The anxiety treatments currently available, such as selective serotonin inhibitors — the most commonly prescribed antidepressant — and benzodiazepines, have side effects which aggravate Parkinson’s symptoms.
The researchers say better options without side effects are needed for treating anxiety, especially in the elderly and in this particular patient population.
So far, cannabidiol has been described as safe, and seems to have very few side effects, making it a good prospective treatment option. However, scientists say more studies are necessary to evaluate CBD, as it is crucial to confirm that the treatment does not interact with other parkinsonian medications.

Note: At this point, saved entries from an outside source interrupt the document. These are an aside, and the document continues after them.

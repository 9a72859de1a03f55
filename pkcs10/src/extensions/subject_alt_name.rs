use std::convert::Infallible;
use std::fmt;

use asn1::{Element, OctetString};
use csrkit::decoder::{DecodableFrom, Decoder};
use csrkit::encoder::{EncodableTo, Encoder};
use serde::{Deserialize, Serialize};

use super::general_name::{GeneralName, decode_general_names, encode_general_names};
use super::{Extension, ExtensionKind, parse_payload, payload_value};
use crate::error::{Error, Result};

/*
RFC 5280 Section 4.2.1.6
SubjectAltName ::= GeneralNames
*/

#[derive(Debug, Clone, PartialEq, Eq, Serialize, Deserialize)]
#[serde(transparent)]
pub struct SubjectAltName(Vec<GeneralName>);

impl SubjectAltName {
    pub fn new(names: Vec<GeneralName>) -> Self {
        SubjectAltName(names)
    }

    pub fn names(&self) -> &[GeneralName] {
        &self.0
    }
}

impl fmt::Display for SubjectAltName {
    fn fmt(&self, f: &mut fmt::Formatter<'_>) -> fmt::Result {
        let names = self.0.iter().map(|n| n.to_string()).collect::<Vec<_>>();
        write!(f, "{}", names.join(", "))
    }
}

impl Extension for SubjectAltName {
    const KIND: ExtensionKind = ExtensionKind::SubjectAltName;

    fn parse(value: &OctetString) -> Result<Self> {
        parse_payload(value)
    }

    fn to_value(&self) -> OctetString {
        payload_value(self)
    }
}

impl DecodableFrom<Element> for SubjectAltName {}

impl Decoder<Element, SubjectAltName> for Element {
    type Error = Error;

    fn decode(&self) -> Result<SubjectAltName> {
        match self {
            Element::Sequence(names) => decode_general_names(names).map(SubjectAltName),
            other => Err(Error::unexpected("SubjectAltName", "SEQUENCE", other)),
        }
    }
}

impl EncodableTo<SubjectAltName> for Element {}

impl Encoder<SubjectAltName, Element> for SubjectAltName {
    type Error = Infallible;

    fn encode(&self) -> std::result::Result<Element, Self::Error> {
        Ok(Element::Sequence(encode_general_names(&self.0)))
    }
}
use std::collections::BTreeSet;

use asn1::BitString;

/// A member of an RFC 5280 named bit list such as KeyUsage or ReasonFlags.
pub trait NamedBit: Copy + Ord + 'static {
    const ALL: &'static [Self];

    /// Position of this bit, counting from the first bit of the string.
    fn bit(&self) -> usize;

    fn from_bit(bit: usize) -> Option<Self> {
        Self::ALL.iter().copied().find(|named| named.bit() == bit)
    }
}

pub(crate) fn encode_named_bits<T: NamedBit>(set: &BTreeSet<T>) -> BitString {
    let len = set.iter().map(|named| named.bit() + 1).max().unwrap_or(0);
    let mut bits = vec![false; len];
    for named in set {
        bits[named.bit()] = true;
    }
    BitString::from_named_bits(&bits)
}

/// Bits with no name are dropped.
pub(crate) fn decode_named_bits<T: NamedBit>(bs: &BitString) -> BTreeSet<T> {
    (0..bs.bit_len())
        .filter(|&i| bs.bit(i))
        .filter_map(T::from_bit)
        .collect()
}
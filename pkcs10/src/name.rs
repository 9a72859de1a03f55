//! Distinguished names
//!
//! Defined in RFC 5280 Section 4.1.2.4
//!
//! ```asn1
//! Name ::= CHOICE { rdnSequence RDNSequence }
//!
//! RDNSequence ::= SEQUENCE OF RelativeDistinguishedName
//!
//! RelativeDistinguishedName ::= SET SIZE (1..MAX) OF AttributeTypeAndValue
//!
//! AttributeTypeAndValue ::= SEQUENCE {
//!     type     AttributeType,
//!     value    AttributeValue
//! }
//! ```
//!
//! Every pair is written as its own single-valued RDN, in list order, and
//! values are always written as UTF8String. Nothing is sorted, merged or
//! deduplicated, so a decoded name keeps the order it was read in.

use std::convert::Infallible;
use std::fmt;

use asn1::Element;
use csrkit::decoder::{DecodableFrom, Decoder};
use csrkit::encoder::{EncodableTo, Encoder};
use serde::{Deserialize, Serialize};
use tracing::debug;

use crate::error::{Error, OidDomain, Result};
use crate::oid::AttributeKind;
use crate::reader::SequenceReader;

#[derive(Debug, Clone, PartialEq, Eq, Serialize, Deserialize)]
pub struct NameAttribute {
    pub kind: AttributeKind,
    pub value: String,
}

impl NameAttribute {
    pub fn new(kind: AttributeKind, value: impl Into<String>) -> Self {
        NameAttribute {
            kind,
            value: value.into(),
        }
    }
}

impl fmt::Display for NameAttribute {
    fn fmt(&self, f: &mut fmt::Formatter<'_>) -> fmt::Result {
        write!(f, "{}={}", self.kind, self.value)
    }
}

#[derive(Debug, Clone, Default, PartialEq, Eq, Serialize, Deserialize)]
#[serde(transparent)]
pub struct DistinguishedName(Vec<NameAttribute>);

impl DistinguishedName {
    pub fn new(attributes: Vec<NameAttribute>) -> Self {
        DistinguishedName(attributes)
    }

    pub fn push(&mut self, kind: AttributeKind, value: impl Into<String>) {
        self.0.push(NameAttribute::new(kind, value));
    }

    pub fn attributes(&self) -> &[NameAttribute] {
        &self.0
    }

    pub fn iter(&self) -> impl Iterator<Item = &NameAttribute> {
        self.0.iter()
    }

    pub fn is_empty(&self) -> bool {
        self.0.is_empty()
    }

    pub fn len(&self) -> usize {
        self.0.len()
    }
}

impl FromIterator<(AttributeKind, String)> for DistinguishedName {
    fn from_iter<I: IntoIterator<Item = (AttributeKind, String)>>(iter: I) -> Self {
        DistinguishedName(
            iter.into_iter()
                .map(|(kind, value)| NameAttribute { kind, value })
                .collect(),
        )
    }
}

impl fmt::Display for DistinguishedName {
    fn fmt(&self, f: &mut fmt::Formatter<'_>) -> fmt::Result {
        let formatted = self
            .0
            .iter()
            .map(|attr| attr.to_string())
            .collect::<Vec<_>>()
            .join(", ");
        write!(f, "{}", formatted)
    }
}

impl DecodableFrom<Element> for NameAttribute {}

impl Decoder<Element, NameAttribute> for Element {
    type Error = Error;

    fn decode(&self) -> Result<NameAttribute> {
        let mut reader = SequenceReader::from_sequence("AttributeTypeAndValue", self)?;
        let oid = reader.next_oid()?;
        let kind = AttributeKind::from_oid(oid).ok_or_else(|| {
            debug!("rejecting name attribute with unknown type {oid}");
            Error::UnknownOid {
                domain: OidDomain::AttributeType,
                oid: oid.clone(),
            }
        })?;
        let value = match reader.next("attribute value")? {
            Element::UTF8String(s) | Element::PrintableString(s) | Element::IA5String(s) => {
                s.clone()
            }
            other => {
                return Err(Error::unexpected(
                    "AttributeTypeAndValue",
                    "directory string",
                    other,
                ));
            }
        };
        reader.finish()?;
        Ok(NameAttribute { kind, value })
    }
}

impl EncodableTo<NameAttribute> for Element {}

impl Encoder<NameAttribute, Element> for NameAttribute {
    type Error = Infallible;

    fn encode(&self) -> std::result::Result<Element, Self::Error> {
        Ok(Element::Sequence(vec![
            Element::ObjectIdentifier(self.kind.oid()),
            Element::UTF8String(self.value.clone()),
        ]))
    }
}

/// Decodes a single-valued RDN, `SET { AttributeTypeAndValue }`.
///
/// Multi-valued RDNs are rejected since they have no place in the flat model.
pub(crate) fn decode_rdn(element: &Element) -> Result<NameAttribute> {
    match element {
        Element::Set(entries) => {
            let mut reader = SequenceReader::new("RelativeDistinguishedName", entries);
            let attribute: NameAttribute = reader.next("AttributeTypeAndValue")?.decode()?;
            reader.finish()?;
            Ok(attribute)
        }
        other => Err(Error::unexpected("RelativeDistinguishedName", "SET", other)),
    }
}

pub(crate) fn encode_rdn(attribute: &NameAttribute) -> Element {
    let Ok(entry) = attribute.encode();
    Element::Set(vec![entry])
}

impl DecodableFrom<Element> for DistinguishedName {}

impl Decoder<Element, DistinguishedName> for Element {
    type Error = Error;

    fn decode(&self) -> Result<DistinguishedName> {
        match self {
            Element::Sequence(rdns) => rdns
                .iter()
                .map(decode_rdn)
                .collect::<Result<Vec<_>>>()
                .map(DistinguishedName),
            other => Err(Error::unexpected("Name", "SEQUENCE", other)),
        }
    }
}

impl EncodableTo<DistinguishedName> for Element {}

impl Encoder<DistinguishedName, Element> for DistinguishedName {
    type Error = Infallible;

    fn encode(&self) -> std::result::Result<Element, Self::Error> {
        Ok(Element::Sequence(self.0.iter().map(encode_rdn).collect()))
    }
}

To learn more, a team of Brazilian researchers conducted a clinical trial in which 24 people with Parkinson’s disease, mean age 64.13 years, took a single, 300 mg dose of CBD or a placebo 90 minutes before being asked to do a public speaking test. This is a common way of inducing anxiety in an experimental setting. The participants had to give a talk on a subject such as “transportation in their city” and were recorded while doing so. They were told that the videos would be analyzed by a psychologist.
The participants all reported the onset of Parkinson’s symptoms after age 50, and had a mean disease duration of 6.5 years. Most individuals were taking levodopa (19 patients) as well as other medications.
All of the patients took part in two experimental sessions within a 15-day interval, during which their blood pressures, heart rates, tremors, and moods were measured at different time points.
The scientists found that the amplitude of tremors was significantly lower in patients who received cannabidiol compared with placebo — and CBD also significantly reduced the anxiety level. There were no differences in any of the other measurements between the CBD and placebo groups.
“These observations suggest that CBD may be an alternative treatment for patients with PD and anxiety,” the researchers said.
CBD’s mechanism of action is not well-understood, since it has many different targets in the brain. Two targets, serotonin 1A receptor (5-HT1A) and cannabinoid receptor type 1 (CB1), have previously been linked to anxiety. As such, the researchers said the interaction of CBD with 5-HT1A and CB1 could in part explain how the compound might be working.
The investigators noted that the study has several limitations. One was its small size — only 24 people participated, 22 of whom were men. In addition, the speaking test was done just 90 minutes after taking CBD. More time might have been needed to see the full effect of the treatment, they noted. The study also lacked active comparators for CBD, such as other anti-anxiety therapies.
Despite these drawbacks, the initial results are promising enough to warrant further investigation into how CBD works in the brains of Parkinson’s patients, the researchers said.
“This is the first study that shows the anxiolytic effects of CBD in patients with PD and its ability in attenuation of the tremor amplitude in anxiogenic situations,” they said.
The investigators suggest future experiments should include more patients and different doses of cannabidiol, for example, having participants take CBD every day instead of in a single dose. Further research is necessary to confirm the calming effects of CBD and what quantity and frequency is optimal for the best results in people with Parkinson’s, they said.